Еще одно счастье – восстановление интереса к жизни. В больничной палате с ее монотонным режимом я не мог даже читать Твиттер – делал это через силу и усталость. И только сейчас, через полторы недели после выписки, после переселения в новый дом, начал восстанавливаться интерес к происходящему вокруг. Впервые за долгое время захотелось писать, рассуждать и думать. Так что я – счастливый человек. Я могу говорить, начал писать и интересоваться тем, что пишут другие, ко мне почти вернулся вкус знакомых блюд. Наконец, я смог самостоятельно съездить в клинику и впервые – не взяв инвалидного кресла.
Вокруг большой мир, где можно делать массу простых вещей, из которых и складывается человеческое счастье. Просто человек так устроен: для того чтобы он что-то заметил, у него надо это что-то отобрать. Но до такого лучше не доходить. Лучше написать письмо, поболтать с друзьями за обедом, пройтись по ближайшему парку и попытаться увидеть хоть одну белку.

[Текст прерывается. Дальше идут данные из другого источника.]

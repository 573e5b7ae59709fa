//! Run-length boolean map over an integer index domain
//!
//! Allocator bitsets (free states, protected states, free things and so on)
//! span thousands of indices for classic dialects and the whole positive
//! `i32` range for open-ended ones, so only the runs of `true` are stored.

use std::collections::{BTreeMap, BTreeSet};

/// Boolean map over `[min_index, max_index]`, defaulting to `false`
#[derive(Debug, Clone, PartialEq, Eq)]
pub struct RangeBoolMap {
    min_index: i64,
    max_index: i64,
    /// Disjoint, non-adjacent runs of `true`: start -> inclusive end
    runs: BTreeMap<i64, i64>,
}

impl RangeBoolMap {
    /// Create a map over an inclusive domain
    pub fn new(min_index: i64, max_index: i64) -> Self {
        let (min_index, max_index) = ordered(min_index, max_index);
        Self {
            min_index,
            max_index,
            runs: BTreeMap::new(),
        }
    }

    /// Lowest index of the domain
    pub fn min_index(&self) -> i64 {
        self.min_index
    }

    /// Highest index of the domain
    pub fn max_index(&self) -> i64 {
        self.max_index
    }

    /// Check whether an index lies inside the domain
    pub fn contains_index(&self, index: i64) -> bool {
        index >= self.min_index && index <= self.max_index
    }

    /// Value at an index
    pub fn get(&self, index: i64) -> bool {
        self.run_containing(index).is_some()
    }

    /// Value at an index, or `default` outside of the domain
    pub fn get_or_default(&self, index: i64, default: bool) -> bool {
        if self.contains_index(index) {
            self.get(index)
        } else {
            default
        }
    }

    /// Set a single index
    pub fn set(&mut self, index: i64, value: bool) {
        self.set_range(index, index, value);
    }

    /// Set an inclusive range; bounds may be given in either order
    ///
    /// The range is clamped to the domain. Writes entirely outside it are
    /// ignored.
    pub fn set_range(&mut self, a: i64, b: i64, value: bool) {
        let (a, b) = ordered(a, b);
        let (lo, hi) = (a.max(self.min_index), b.min(self.max_index));
        if lo > hi {
            return;
        }

        // Every run overlapping or adjacent to [lo, hi]
        let touching: Vec<(i64, i64)> = self
            .runs
            .range(..=hi.saturating_add(1))
            .rev()
            .take_while(|&(_, &end)| end >= lo.saturating_sub(1))
            .map(|(&start, &end)| (start, end))
            .collect();

        for (start, _) in &touching {
            self.runs.remove(start);
        }

        if value {
            let (merged_lo, merged_hi) = touching
                .iter()
                .fold((lo, hi), |(l, h), &(s, e)| (l.min(s), h.max(e)));
            self.runs.insert(merged_lo, merged_hi);
        } else {
            for (start, end) in touching {
                if start < lo {
                    self.runs.insert(start, end.min(lo - 1));
                }
                if end > hi {
                    self.runs.insert((hi + 1).max(start), end);
                }
            }
        }
    }

    /// Count of domain indices currently mapped to `value`
    pub fn index_width(&self, value: bool) -> u64 {
        let set = self.covered(self.min_index, self.max_index);
        if value {
            set
        } else {
            span(self.min_index, self.max_index) - set
        }
    }

    /// Distinct values present in an inclusive range
    pub fn value_set(&self, a: i64, b: i64) -> BTreeSet<bool> {
        let (lo, hi) = ordered(a, b);
        let covered = self.covered(lo, hi);
        let mut out = BTreeSet::new();
        if covered > 0 {
            out.insert(true);
        }
        if covered < span(lo, hi) {
            out.insert(false);
        }
        out
    }

    /// First index in `[from, to)` mapped to `value`
    pub fn first_index_of(&self, value: bool, from: i64, to: i64) -> Option<i64> {
        if from >= to {
            return None;
        }
        let found = match (value, self.run_containing(from)) {
            (true, Some(_)) => Some(from),
            (true, None) => self.runs.range(from..).next().map(|(&start, _)| start),
            (false, Some(end)) => end.checked_add(1),
            (false, None) => Some(from),
        };
        found.filter(|&index| index < to)
    }

    /// Iterate every `true` index in `[from, to)` in ascending order
    pub fn iter_true(&self, from: i64, to: i64) -> impl Iterator<Item = i64> + '_ {
        let to = to.max(from);
        let first_key = self
            .runs
            .range(..=from)
            .next_back()
            .filter(|&(_, &end)| end >= from)
            .map_or(from, |(&start, _)| start);
        self.runs
            .range(first_key..to)
            .flat_map(move |(&start, &end)| start.max(from)..=end.min(to - 1))
    }

    fn run_containing(&self, index: i64) -> Option<i64> {
        self.runs
            .range(..=index)
            .next_back()
            .and_then(|(_, &end)| (end >= index).then_some(end))
    }

    /// Number of `true` indices inside `[lo, hi]`
    fn covered(&self, lo: i64, hi: i64) -> u64 {
        self.iter_runs_overlapping(lo, hi)
            .map(|(s, e)| span(s.max(lo), e.min(hi)))
            .sum()
    }

    fn iter_runs_overlapping(&self, lo: i64, hi: i64) -> impl Iterator<Item = (i64, i64)> + '_ {
        self.runs
            .range(..=hi)
            .rev()
            .take_while(move |&(_, &end)| end >= lo)
            .map(|(&start, &end)| (start, end))
    }
}

fn ordered(a: i64, b: i64) -> (i64, i64) {
    if a <= b { (a, b) } else { (b, a) }
}

fn span(lo: i64, hi: i64) -> u64 {
    (hi - lo + 1) as u64
}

Если получится – значит, вы, как и я, счастливы.
8 декабря 2013 года
Опыт, который надо забывать
Иногда все случается разом. У меня как раз такой случай: за последнюю неделю меня выписали из больницы, я переехал на новое место жительства, состоялась долгожданная встреча с врачом по поводу трансплантации. От такого изобилия кружится голова, особенно на фоне предыдущего затишья и общей слабости организма. На встречу с врачом жене пришлось тащить меня в инвалидной коляске. Восстановление после радиации оказалось настолько долгим, что нет возможности проводить трансплантацию в декабре. Ее переносят на начало января, соответственно, моей сестре-донору придется остаться в Нью-Йорке на Новый год, чего мы не планировали. Правда, после того как удалось найти чистое жилье, не требуется платить за гостиницу, которая весьма дорога. Но от переезда немного грустно: все-таки почти год прожили в Hope Lodge, а к хорошему человек привыкает быстро.

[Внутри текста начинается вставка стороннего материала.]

//! Capability tiers shared by dialects, entities and action pointers

use std::fmt;

/// Ordered feature tiers of the DeHackEd family
///
/// A dialect declares the highest tier it understands; it supports every
/// tier less than or equal to that one.
#[derive(Debug, Clone, Copy, PartialEq, Eq, PartialOrd, Ord, Hash, Default)]
#[cfg_attr(feature = "serde", derive(serde::Serialize, serde::Deserialize))]
#[cfg_attr(feature = "serde", serde(rename_all = "lowercase"))]
pub enum FeatureLevel {
    /// Vanilla Doom 1.9 executable patching
    #[default]
    Doom19,
    /// Boom extensions (`[CODEPTR]`, `[STRINGS]`, `[PARS]`)
    Boom,
    /// Marine's Best Friend
    Mbf,
    /// DEHEXTRA / DHE extended tables
    Extended,
    /// MBF21 (state args, MBF21 bits, fast speed, melee range)
    Mbf21,
    /// DSDHacked open-ended sprite, sound, state and thing tables
    DsdHacked,
    /// ID24 (unbounded, possibly negative, indices)
    Id24,
}

impl FeatureLevel {
    /// Check whether this tier includes `other`
    pub fn supports(self, other: FeatureLevel) -> bool {
        other <= self
    }
}

impl fmt::Display for FeatureLevel {
    fn fmt(&self, f: &mut fmt::Formatter<'_>) -> fmt::Result {
        match self {
            FeatureLevel::Doom19 => write!(f, "Doom 1.9"),
            FeatureLevel::Boom => write!(f, "Boom"),
            FeatureLevel::Mbf => write!(f, "MBF"),
            FeatureLevel::Extended => write!(f, "Extended"),
            FeatureLevel::Mbf21 => write!(f, "MBF21"),
            FeatureLevel::DsdHacked => write!(f, "DSDHacked"),
            FeatureLevel::Id24 => write!(f, "ID24"),
        }
    }
}

/// Ordered action-pointer vocabularies
#[derive(Debug, Clone, Copy, PartialEq, Eq, PartialOrd, Ord, Hash, Default)]
#[cfg_attr(feature = "serde", derive(serde::Serialize, serde::Deserialize))]
#[cfg_attr(feature = "serde", serde(rename_all = "lowercase"))]
pub enum ActionPointerType {
    /// Vanilla code pointers
    #[default]
    Doom19,
    /// MBF code pointers (misc1/misc2 parameters)
    Mbf,
    /// MBF21 code pointers (state args)
    Mbf21,
}

impl ActionPointerType {
    /// Check whether this vocabulary includes `other`
    pub fn supports(self, other: ActionPointerType) -> bool {
        other <= self
    }

    /// Whether pointers of this type read their parameters from state args
    pub fn uses_args(self) -> bool {
        self == ActionPointerType::Mbf21
    }
}

impl fmt::Display for ActionPointerType {
    fn fmt(&self, f: &mut fmt::Formatter<'_>) -> fmt::Result {
        match self {
            ActionPointerType::Doom19 => write!(f, "Doom 1.9"),
            ActionPointerType::Mbf => write!(f, "MBF"),
            ActionPointerType::Mbf21 => write!(f, "MBF21"),
        }
    }
}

Теперь я живу в Гарлеме. Тут тоже есть “маленькая Россия”, совсем маленькая по сравнению с Брайтон-Бич, но все же с русскими магазинами и аптеками. К новому жилью приходится привыкать. В больницу на коляске добираться не так уж и просто – до нее двадцать четыре блока (так тут называют кварталы). Приходится или пользоваться автобусом, или забирать у сестры ее электрическую коляску. С учетом скорости местных автобусов и так, и так получается равновеликий путь – полчаса чистого времени.